__What you have to do__: For every record below, write out an exact copy.

-- Materials provided follows --

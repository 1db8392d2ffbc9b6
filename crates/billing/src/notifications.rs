//! In-app notification records
//!
//! Rendering and delivery happen elsewhere; this module only writes the row
//! and answers the dedup question.

use async_trait::async_trait;
use coachledger_shared::OwnerRef;
use sqlx::PgPool;
use time::OffsetDateTime;
use uuid::Uuid;

use crate::effects::SideEffect;
use crate::error::BillingResult;

pub const TYPE_CREDITS_EXPIRING: &str = "credits_expiring";
pub const TYPE_CREDITS_ADDED: &str = "credits_added";

#[derive(Debug, Clone)]
pub struct NewNotification {
    pub user_id: Uuid,
    pub type_key: String,
    pub title: String,
    pub message: String,
    pub link: Option<String>,
    pub metadata: serde_json::Value,
}

#[async_trait]
pub trait Notifier: Send + Sync {
    async fn create_notification(&self, notification: NewNotification) -> BillingResult<Uuid>;

    /// Whether the user received a notification with this title about
    /// `owner` since `since`
    ///
    /// The owner is matched on the `owner_type`/`owner_id` metadata keys.
    async fn was_notified_since(
        &self,
        user_id: Uuid,
        title: &str,
        owner: OwnerRef,
        since: OffsetDateTime,
    ) -> BillingResult<bool>;
}

/// Create a notification without letting a failure escape
pub async fn notify(notifier: &dyn Notifier, notification: NewNotification) -> SideEffect {
    let user_id = notification.user_id;
    let type_key = notification.type_key.clone();

    match notifier.create_notification(notification).await {
        Ok(id) => {
            tracing::debug!(
                user_id = %user_id,
                notification_id = %id,
                type_key = %type_key,
                "Notification created"
            );
            SideEffect::Done
        }
        Err(e) => {
            tracing::warn!(
                user_id = %user_id,
                type_key = %type_key,
                error = %e,
                "Failed to create notification"
            );
            SideEffect::Failed(e.to_string())
        }
    }
}

#[derive(Clone)]
pub struct PgNotifier {
    pool: PgPool,
}

impl PgNotifier {
    pub fn new(pool: PgPool) -> Self {
        Self { pool }
    }
}

#[async_trait]
impl Notifier for PgNotifier {
    async fn create_notification(&self, notification: NewNotification) -> BillingResult<Uuid> {
        let (id,): (Uuid,) = sqlx::query_as(
            r#"
            INSERT INTO notifications (user_id, type_key, title, message, link, metadata)
            VALUES ($1, $2, $3, $4, $5, $6)
            RETURNING id
            "#,
        )
        .bind(notification.user_id)
        .bind(&notification.type_key)
        .bind(&notification.title)
        .bind(&notification.message)
        .bind(&notification.link)
        .bind(&notification.metadata)
        .fetch_one(&self.pool)
        .await?;

        Ok(id)
    }

    async fn was_notified_since(
        &self,
        user_id: Uuid,
        title: &str,
        owner: OwnerRef,
        since: OffsetDateTime,
    ) -> BillingResult<bool> {
        let (exists,): (bool,) = sqlx::query_as(
            r#"
            SELECT EXISTS (
                SELECT 1 FROM notifications
                WHERE user_id = $1
                  AND title = $2
                  AND metadata->>'owner_type' = $3
                  AND metadata->>'owner_id' = $4
                  AND created_at >= $5
            )
            "#,
        )
        .bind(user_id)
        .bind(title)
        .bind(owner.owner_type.as_str())
        .bind(owner.owner_id.to_string())
        .bind(since)
        .fetch_one(&self.pool)
        .await?;

        Ok(exists)
    }
}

-- Materials provided concluded --

__Exercise response__:
repository 1db8392d2ffbc9b6
filename crates/billing/src/notifications.rs
//! In-app notification records
//!
//! Rendering and delivery happen elsewhere; this module only writes the row
//! and answers the dedup question.

use async_trait::async_trait;
use coachledger_shared::OwnerRef;
use sqlx::PgPool;
use time::OffsetDateTime;
use uuid::Uuid;

use crate::effects::SideEffect;
use crate::error::BillingResult;

pub const TYPE_CREDITS_EXPIRING: &str = "credits_expiring";
pub const TYPE_CREDITS_ADDED: &str = "credits_added";

#[derive(Debug, Clone)]
pub struct NewNotification {
    pub user_id: Uuid,
    pub type_key: String,
    pub title: String,
    pub message: String,
    pub link: Option<String>,
    pub metadata: serde_json::Value,
}

#[async_trait]
pub trait Notifier: Send + Sync {
    async fn create_notification(&self, notification: NewNotification) -> BillingResult<Uuid>;

    /// Whether the user received a notification with this title about
    /// `owner` since `since`
    ///
    /// The owner is matched on the `owner_type`/`owner_id` metadata keys.
    async fn was_notified_since(
        &self,
        user_id: Uuid,
        title: &str,
        owner: OwnerRef,
        since: OffsetDateTime,
    ) -> BillingResult<bool>;
}

/// Create a notification without letting a failure escape
pub async fn notify(notifier: &dyn Notifier, notification: NewNotification) -> SideEffect {
    let user_id = notification.user_id;
    let type_key = notification.type_key.clone();

    match notifier.create_notification(notification).await {
        Ok(id) => {
            tracing::debug!(
                user_id = %user_id,
                notification_id = %id,
                type_key = %type_key,
                "Notification created"
            );
            SideEffect::Done
        }
        Err(e) => {
            tracing::warn!(
                user_id = %user_id,
                type_key = %type_key,
                error = %e,
                "Failed to create notification"
            );
            SideEffect::Failed(e.to_string())
        }
    }
}

#[derive(Clone)]
pub struct PgNotifier {
    pool: PgPool,
}

impl PgNotifier {
    pub fn new(pool: PgPool) -> Self {
        Self { pool }
    }
}

#[async_trait]
impl Notifier for PgNotifier {
    async fn create_notification(&self, notification: NewNotification) -> BillingResult<Uuid> {
        let (id,): (Uuid,) = sqlx::query_as(
            r#"
            INSERT INTO notifications (user_id, type_key, title, message, link, metadata)
            VALUES ($1, $2, $3, $4, $5, $6)
            RETURNING id
            "#,
        )
        .bind(notification.user_id)
        .bind(&notification.type_key)
        .bind(&notification.title)
        .bind(&notification.message)
        .bind(&notification.link)
        .bind(&notification.metadata)
        .fetch_one(&self.pool)
        .await?;

        Ok(id)
    }

    async fn was_notified_since(
        &self,
        user_id: Uuid,
        title: &str,
        owner: OwnerRef,
        since: OffsetDateTime,
    ) -> BillingResult<bool> {
        let (exists,): (bool,) = sqlx::query_as(
            r#"
            SELECT EXISTS (
                SELECT 1 FROM notifications
                WHERE user_id = $1
                  AND title = $2
                  AND metadata->>'owner_type' = $3
                  AND metadata->>'owner_id' = $4
                  AND created_at >= $5
            )
            "#,
        )
        .bind(user_id)
        .bind(title)
        .bind(owner.owner_type.as_str())
        .bind(owner.owner_id.to_string())
        .bind(since)
        .fetch_one(&self.pool)
        .await?;

        Ok(exists)
    }
}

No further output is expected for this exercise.